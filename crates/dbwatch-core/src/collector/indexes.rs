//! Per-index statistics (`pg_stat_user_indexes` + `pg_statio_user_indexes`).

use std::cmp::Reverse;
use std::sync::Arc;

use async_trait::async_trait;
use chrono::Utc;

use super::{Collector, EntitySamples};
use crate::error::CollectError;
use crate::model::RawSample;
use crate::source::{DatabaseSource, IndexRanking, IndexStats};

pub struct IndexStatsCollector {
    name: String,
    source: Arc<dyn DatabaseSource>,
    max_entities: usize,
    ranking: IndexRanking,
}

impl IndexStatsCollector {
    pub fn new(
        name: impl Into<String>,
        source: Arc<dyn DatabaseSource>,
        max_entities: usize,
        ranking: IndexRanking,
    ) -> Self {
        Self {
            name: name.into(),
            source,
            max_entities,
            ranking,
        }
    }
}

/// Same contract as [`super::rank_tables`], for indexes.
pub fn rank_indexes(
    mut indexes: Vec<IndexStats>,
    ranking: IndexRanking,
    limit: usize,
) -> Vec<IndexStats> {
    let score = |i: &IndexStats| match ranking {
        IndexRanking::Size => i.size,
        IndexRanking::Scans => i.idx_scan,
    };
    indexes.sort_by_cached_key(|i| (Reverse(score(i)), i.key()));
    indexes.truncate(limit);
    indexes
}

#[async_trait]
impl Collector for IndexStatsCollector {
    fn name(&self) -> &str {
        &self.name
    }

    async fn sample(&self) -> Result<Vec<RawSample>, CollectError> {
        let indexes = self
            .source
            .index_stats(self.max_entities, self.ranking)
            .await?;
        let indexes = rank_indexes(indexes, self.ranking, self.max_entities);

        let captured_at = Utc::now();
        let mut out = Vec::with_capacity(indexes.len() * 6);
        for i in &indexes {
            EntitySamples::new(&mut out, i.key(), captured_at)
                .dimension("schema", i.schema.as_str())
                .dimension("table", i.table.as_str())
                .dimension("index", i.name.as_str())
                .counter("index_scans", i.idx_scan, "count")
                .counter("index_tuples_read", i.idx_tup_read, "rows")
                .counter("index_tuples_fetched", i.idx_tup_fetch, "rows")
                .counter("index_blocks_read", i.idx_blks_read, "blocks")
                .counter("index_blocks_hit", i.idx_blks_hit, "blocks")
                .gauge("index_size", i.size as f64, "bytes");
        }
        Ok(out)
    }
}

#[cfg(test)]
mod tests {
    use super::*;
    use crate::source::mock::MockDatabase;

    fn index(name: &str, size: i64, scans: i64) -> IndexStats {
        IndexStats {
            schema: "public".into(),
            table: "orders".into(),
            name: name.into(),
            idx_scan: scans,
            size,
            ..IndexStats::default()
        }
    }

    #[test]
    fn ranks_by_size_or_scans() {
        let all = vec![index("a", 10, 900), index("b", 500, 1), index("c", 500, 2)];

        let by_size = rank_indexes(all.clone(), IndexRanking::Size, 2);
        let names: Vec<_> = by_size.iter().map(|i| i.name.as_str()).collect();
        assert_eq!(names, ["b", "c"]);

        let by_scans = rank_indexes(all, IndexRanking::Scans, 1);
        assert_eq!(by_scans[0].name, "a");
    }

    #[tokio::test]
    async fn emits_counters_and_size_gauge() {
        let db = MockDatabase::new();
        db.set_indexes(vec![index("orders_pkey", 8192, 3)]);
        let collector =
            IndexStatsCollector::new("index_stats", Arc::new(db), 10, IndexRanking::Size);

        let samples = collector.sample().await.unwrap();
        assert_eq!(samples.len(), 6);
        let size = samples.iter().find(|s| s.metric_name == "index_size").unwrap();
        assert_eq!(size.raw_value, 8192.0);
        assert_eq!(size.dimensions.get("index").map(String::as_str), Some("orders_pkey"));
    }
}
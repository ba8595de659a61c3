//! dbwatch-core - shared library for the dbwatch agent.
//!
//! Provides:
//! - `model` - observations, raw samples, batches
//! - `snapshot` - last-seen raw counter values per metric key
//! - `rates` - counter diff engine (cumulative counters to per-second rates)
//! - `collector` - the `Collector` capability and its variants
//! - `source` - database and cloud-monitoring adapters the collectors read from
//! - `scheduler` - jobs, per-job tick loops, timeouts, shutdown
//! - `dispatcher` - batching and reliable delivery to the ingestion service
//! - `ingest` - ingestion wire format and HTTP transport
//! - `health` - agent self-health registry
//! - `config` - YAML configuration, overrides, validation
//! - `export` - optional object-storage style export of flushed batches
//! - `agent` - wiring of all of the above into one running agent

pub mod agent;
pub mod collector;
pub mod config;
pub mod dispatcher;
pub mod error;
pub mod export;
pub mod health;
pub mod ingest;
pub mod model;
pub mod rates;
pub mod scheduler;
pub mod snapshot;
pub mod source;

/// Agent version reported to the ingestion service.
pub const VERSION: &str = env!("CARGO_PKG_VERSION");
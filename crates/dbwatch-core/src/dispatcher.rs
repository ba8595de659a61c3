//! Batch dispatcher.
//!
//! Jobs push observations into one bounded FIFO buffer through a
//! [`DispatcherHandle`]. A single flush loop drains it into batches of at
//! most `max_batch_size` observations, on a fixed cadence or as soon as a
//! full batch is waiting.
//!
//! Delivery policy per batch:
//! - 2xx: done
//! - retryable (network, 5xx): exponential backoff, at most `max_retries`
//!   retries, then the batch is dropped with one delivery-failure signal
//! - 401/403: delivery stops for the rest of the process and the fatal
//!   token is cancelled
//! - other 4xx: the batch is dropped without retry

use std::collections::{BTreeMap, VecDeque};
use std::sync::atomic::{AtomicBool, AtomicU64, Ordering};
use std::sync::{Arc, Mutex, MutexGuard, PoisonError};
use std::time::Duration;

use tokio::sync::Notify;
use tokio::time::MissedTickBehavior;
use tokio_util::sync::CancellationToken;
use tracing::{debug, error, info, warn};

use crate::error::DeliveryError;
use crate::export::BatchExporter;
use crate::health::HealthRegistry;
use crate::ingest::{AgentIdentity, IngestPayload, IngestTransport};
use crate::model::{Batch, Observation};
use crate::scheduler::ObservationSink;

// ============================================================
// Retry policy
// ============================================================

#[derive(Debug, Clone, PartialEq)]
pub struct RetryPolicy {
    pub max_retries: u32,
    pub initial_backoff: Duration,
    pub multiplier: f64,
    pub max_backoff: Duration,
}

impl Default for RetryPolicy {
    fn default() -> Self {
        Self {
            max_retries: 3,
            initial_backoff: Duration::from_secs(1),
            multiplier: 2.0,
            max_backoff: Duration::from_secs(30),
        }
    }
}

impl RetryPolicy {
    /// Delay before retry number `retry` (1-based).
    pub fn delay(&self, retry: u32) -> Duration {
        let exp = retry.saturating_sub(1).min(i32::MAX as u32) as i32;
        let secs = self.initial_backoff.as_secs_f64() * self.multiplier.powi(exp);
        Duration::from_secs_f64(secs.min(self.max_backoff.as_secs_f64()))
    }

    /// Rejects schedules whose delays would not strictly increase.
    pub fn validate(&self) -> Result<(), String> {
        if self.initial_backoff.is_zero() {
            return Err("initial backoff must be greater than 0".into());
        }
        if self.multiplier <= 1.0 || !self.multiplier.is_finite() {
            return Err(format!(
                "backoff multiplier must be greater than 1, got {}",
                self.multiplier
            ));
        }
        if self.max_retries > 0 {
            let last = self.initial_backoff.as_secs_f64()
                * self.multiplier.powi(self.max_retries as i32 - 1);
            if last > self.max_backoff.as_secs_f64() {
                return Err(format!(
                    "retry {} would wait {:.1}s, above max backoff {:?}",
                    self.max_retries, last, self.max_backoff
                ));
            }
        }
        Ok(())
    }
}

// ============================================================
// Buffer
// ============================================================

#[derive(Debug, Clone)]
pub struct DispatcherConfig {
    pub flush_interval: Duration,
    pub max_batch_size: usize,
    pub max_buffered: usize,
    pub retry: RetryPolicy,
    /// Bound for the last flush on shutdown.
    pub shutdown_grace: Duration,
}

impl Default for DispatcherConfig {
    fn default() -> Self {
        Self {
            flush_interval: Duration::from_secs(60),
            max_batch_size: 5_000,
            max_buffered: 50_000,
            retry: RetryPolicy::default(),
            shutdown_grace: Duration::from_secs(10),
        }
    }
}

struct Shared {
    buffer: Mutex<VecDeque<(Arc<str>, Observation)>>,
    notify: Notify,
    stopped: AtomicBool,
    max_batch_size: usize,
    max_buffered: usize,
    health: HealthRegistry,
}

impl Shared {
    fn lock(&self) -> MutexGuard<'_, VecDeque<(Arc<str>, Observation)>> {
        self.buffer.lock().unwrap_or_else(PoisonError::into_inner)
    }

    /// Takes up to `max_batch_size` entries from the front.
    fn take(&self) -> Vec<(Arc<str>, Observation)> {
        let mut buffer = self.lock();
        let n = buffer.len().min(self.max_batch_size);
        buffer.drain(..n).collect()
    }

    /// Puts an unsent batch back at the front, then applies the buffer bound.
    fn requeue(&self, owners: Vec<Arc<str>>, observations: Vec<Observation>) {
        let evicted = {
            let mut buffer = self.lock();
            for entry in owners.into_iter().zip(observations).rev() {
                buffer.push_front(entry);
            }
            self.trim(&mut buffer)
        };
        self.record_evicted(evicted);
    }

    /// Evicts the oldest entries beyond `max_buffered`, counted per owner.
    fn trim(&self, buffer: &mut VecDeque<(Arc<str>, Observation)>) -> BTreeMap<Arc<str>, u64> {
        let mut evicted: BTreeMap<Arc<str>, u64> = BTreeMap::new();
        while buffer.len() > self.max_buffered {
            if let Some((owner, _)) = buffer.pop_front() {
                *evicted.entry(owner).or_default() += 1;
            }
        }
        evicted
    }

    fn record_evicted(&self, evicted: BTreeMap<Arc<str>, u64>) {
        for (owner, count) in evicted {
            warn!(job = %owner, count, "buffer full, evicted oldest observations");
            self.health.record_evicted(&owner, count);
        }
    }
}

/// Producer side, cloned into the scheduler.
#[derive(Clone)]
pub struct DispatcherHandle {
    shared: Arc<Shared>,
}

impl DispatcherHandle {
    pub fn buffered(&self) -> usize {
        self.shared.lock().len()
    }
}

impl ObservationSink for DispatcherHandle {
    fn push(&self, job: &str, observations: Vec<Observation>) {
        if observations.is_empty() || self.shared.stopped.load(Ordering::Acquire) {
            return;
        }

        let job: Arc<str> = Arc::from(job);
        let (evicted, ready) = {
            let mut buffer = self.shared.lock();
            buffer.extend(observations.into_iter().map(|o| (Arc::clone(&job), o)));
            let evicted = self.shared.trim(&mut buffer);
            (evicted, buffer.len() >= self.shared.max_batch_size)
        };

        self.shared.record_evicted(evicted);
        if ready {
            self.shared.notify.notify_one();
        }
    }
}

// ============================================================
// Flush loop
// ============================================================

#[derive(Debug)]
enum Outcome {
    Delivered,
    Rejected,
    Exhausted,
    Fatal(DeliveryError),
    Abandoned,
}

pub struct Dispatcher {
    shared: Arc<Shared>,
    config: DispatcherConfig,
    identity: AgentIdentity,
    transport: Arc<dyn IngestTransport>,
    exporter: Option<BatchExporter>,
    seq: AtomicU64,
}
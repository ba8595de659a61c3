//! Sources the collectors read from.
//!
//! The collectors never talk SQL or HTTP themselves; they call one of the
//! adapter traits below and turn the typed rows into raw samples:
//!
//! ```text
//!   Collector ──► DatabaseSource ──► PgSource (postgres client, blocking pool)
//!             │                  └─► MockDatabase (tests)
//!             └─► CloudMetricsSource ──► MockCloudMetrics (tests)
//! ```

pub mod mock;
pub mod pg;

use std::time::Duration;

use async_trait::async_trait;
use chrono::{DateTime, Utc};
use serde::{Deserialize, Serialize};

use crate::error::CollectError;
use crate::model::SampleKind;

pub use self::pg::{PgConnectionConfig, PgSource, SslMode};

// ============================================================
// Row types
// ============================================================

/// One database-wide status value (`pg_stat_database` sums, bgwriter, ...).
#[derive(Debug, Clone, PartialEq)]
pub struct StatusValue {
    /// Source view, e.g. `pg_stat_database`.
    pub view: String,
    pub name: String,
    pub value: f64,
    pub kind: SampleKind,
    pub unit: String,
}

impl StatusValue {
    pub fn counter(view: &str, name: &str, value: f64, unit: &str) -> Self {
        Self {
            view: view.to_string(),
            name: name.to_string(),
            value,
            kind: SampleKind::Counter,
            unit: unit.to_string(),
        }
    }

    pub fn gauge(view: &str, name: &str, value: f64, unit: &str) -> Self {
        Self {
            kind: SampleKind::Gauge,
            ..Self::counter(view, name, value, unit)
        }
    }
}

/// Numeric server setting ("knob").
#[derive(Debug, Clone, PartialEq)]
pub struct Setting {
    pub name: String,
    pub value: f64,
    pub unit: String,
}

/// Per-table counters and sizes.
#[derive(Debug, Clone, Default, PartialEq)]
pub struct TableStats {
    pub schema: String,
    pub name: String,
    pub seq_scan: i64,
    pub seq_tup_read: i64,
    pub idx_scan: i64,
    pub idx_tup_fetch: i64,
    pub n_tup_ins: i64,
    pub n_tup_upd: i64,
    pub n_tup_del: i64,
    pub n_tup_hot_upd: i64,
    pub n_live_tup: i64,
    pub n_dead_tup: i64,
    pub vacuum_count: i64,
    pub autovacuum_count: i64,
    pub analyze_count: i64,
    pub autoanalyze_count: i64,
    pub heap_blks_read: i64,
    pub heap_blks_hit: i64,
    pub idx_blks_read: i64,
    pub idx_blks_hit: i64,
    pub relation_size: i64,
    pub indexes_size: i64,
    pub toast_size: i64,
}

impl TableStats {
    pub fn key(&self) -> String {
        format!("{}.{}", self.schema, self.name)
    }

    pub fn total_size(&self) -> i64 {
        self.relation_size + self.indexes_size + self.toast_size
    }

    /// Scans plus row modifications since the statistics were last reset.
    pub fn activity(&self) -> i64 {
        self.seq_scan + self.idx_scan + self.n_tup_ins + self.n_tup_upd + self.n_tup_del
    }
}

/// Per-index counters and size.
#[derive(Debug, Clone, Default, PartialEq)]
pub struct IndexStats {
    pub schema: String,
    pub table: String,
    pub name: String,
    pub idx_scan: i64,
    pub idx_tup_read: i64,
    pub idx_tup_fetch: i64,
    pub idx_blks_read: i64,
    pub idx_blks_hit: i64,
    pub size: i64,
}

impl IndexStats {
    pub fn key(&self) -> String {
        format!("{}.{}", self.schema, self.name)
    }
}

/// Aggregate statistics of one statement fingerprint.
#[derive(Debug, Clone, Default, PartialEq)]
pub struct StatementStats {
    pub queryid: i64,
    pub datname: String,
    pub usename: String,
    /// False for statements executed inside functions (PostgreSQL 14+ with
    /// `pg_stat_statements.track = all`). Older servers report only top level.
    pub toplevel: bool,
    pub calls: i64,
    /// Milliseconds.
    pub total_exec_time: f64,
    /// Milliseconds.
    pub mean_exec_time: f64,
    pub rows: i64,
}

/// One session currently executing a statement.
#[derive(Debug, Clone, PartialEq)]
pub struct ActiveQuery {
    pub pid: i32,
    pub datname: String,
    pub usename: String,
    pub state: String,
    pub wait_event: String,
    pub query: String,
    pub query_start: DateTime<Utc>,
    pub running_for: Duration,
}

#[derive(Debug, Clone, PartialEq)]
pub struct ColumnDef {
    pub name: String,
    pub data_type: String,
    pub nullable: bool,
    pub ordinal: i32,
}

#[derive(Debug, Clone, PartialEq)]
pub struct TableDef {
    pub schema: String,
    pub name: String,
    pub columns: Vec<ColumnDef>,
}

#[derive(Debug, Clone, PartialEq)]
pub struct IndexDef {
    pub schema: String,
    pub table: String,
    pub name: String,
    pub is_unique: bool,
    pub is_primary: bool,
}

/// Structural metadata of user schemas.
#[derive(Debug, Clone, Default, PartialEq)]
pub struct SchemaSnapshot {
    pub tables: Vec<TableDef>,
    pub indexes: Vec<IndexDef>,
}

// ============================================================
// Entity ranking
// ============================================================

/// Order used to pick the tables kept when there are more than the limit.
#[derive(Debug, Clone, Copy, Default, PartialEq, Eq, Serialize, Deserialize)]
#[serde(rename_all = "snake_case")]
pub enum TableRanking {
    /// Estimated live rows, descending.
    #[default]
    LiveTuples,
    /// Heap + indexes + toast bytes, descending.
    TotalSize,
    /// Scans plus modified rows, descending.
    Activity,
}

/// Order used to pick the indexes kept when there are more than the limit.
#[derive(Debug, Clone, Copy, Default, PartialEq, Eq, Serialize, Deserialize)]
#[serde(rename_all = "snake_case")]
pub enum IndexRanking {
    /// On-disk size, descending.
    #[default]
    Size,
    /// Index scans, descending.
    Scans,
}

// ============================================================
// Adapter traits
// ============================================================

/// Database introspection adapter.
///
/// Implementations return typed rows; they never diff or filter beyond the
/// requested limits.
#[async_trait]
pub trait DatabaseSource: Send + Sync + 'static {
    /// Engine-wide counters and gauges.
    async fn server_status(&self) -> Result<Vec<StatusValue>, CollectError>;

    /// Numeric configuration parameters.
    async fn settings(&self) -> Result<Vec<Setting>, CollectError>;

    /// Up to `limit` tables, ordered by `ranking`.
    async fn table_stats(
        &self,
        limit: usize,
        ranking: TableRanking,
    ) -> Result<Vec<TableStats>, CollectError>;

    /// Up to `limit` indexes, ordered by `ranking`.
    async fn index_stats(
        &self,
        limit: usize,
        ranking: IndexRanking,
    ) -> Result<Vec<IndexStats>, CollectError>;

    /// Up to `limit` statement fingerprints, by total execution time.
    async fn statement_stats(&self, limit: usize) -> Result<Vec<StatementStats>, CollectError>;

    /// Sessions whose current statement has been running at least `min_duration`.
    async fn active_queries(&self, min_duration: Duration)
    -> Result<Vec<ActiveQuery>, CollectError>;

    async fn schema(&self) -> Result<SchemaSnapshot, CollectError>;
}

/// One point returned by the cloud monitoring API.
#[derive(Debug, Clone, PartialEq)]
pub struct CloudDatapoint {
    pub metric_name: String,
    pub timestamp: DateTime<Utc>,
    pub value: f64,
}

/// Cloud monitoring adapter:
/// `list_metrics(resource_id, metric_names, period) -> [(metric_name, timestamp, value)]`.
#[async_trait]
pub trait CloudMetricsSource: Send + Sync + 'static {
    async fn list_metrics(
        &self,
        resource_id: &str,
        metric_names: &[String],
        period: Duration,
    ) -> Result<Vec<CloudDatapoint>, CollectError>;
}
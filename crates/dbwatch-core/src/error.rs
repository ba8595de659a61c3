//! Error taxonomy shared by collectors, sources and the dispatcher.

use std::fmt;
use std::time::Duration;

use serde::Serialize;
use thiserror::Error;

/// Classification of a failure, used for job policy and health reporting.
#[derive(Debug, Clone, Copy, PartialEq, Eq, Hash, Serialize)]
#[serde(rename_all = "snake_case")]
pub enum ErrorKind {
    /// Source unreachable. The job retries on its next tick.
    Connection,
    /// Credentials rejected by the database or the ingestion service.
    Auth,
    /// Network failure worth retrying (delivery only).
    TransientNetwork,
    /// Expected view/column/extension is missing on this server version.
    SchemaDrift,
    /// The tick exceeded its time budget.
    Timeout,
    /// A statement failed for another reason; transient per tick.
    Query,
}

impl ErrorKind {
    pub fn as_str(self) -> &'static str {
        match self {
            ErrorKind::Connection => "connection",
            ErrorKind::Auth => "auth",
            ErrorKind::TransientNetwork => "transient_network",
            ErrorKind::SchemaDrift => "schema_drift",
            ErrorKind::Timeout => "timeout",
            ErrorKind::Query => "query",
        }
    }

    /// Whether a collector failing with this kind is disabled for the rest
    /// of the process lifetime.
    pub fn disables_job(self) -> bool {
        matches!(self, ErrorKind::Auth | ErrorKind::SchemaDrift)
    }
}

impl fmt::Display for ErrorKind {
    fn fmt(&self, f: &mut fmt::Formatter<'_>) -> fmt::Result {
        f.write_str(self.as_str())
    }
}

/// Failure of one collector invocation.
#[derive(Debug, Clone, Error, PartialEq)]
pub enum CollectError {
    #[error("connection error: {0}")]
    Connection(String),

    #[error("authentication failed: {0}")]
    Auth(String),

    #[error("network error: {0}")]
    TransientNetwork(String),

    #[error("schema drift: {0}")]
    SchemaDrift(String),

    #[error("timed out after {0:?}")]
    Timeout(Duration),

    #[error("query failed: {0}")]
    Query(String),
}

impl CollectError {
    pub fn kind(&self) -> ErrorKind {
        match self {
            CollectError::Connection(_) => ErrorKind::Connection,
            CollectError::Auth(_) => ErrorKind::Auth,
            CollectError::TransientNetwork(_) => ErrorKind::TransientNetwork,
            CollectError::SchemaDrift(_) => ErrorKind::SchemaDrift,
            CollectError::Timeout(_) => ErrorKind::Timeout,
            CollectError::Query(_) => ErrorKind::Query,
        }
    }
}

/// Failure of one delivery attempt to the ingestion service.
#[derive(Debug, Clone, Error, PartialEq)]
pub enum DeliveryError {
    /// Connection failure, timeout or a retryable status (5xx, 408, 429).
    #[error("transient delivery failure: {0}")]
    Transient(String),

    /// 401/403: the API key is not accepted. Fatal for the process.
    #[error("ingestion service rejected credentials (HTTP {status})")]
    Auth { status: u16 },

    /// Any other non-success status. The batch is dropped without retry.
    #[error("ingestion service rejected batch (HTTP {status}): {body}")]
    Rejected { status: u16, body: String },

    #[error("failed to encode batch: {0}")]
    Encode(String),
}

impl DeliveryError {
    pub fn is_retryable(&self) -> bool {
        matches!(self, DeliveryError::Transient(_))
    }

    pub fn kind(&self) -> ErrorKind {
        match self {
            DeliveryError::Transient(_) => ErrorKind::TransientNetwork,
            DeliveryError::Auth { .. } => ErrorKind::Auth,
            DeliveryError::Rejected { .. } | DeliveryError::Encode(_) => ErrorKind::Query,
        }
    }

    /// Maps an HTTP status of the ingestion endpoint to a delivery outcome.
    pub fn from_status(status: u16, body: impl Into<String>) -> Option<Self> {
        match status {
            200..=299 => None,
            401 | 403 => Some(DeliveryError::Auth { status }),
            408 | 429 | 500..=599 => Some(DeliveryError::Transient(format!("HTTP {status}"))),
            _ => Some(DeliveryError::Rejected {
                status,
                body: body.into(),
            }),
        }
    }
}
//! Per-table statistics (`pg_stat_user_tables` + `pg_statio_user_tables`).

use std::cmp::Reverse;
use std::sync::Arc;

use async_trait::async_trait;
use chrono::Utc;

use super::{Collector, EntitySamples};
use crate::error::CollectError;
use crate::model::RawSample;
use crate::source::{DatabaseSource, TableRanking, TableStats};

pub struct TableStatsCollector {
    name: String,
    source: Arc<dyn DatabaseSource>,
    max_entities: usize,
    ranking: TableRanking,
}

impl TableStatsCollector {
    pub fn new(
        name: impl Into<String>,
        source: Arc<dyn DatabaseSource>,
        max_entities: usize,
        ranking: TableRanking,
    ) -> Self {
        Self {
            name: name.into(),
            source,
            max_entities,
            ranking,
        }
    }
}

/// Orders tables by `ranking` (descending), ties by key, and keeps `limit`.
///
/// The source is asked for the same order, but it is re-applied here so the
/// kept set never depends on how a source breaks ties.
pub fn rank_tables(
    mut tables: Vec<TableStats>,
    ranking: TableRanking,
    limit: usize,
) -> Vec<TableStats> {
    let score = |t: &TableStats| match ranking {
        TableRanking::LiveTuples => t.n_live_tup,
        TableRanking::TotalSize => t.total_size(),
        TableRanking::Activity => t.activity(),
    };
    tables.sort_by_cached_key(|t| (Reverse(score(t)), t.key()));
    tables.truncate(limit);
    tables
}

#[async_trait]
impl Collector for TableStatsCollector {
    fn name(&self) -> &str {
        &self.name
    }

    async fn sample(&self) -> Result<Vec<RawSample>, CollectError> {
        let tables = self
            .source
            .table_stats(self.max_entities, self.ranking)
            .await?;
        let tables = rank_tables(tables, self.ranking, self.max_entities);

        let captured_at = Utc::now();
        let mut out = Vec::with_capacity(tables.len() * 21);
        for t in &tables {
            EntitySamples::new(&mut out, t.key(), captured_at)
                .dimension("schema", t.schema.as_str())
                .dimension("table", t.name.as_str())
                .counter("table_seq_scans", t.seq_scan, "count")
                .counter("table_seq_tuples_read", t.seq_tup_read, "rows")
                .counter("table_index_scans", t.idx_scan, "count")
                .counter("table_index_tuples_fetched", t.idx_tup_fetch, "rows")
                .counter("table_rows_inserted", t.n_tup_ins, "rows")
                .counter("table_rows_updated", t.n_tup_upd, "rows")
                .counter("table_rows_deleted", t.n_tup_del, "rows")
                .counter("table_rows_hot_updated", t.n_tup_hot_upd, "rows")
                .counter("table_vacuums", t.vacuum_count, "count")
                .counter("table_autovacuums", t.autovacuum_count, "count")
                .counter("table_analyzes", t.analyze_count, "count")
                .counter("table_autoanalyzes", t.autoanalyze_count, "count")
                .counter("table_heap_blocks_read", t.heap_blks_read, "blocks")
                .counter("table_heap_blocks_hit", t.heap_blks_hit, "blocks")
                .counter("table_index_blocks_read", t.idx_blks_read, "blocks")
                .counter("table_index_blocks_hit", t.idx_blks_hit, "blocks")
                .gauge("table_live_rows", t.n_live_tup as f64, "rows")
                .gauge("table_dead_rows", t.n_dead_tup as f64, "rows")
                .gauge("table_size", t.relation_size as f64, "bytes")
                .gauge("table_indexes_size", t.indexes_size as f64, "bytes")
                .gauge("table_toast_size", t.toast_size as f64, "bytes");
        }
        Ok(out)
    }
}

========

- **ABOUT THIS EXERCISE**
Scan the material above. Return every line containing the string "StatusValue".

- **WRITTEN ANSWER**
pub struct StatusValue {
impl StatusValue {
    async fn server_status(&self) -> Result<Vec<StatusValue>, CollectError>;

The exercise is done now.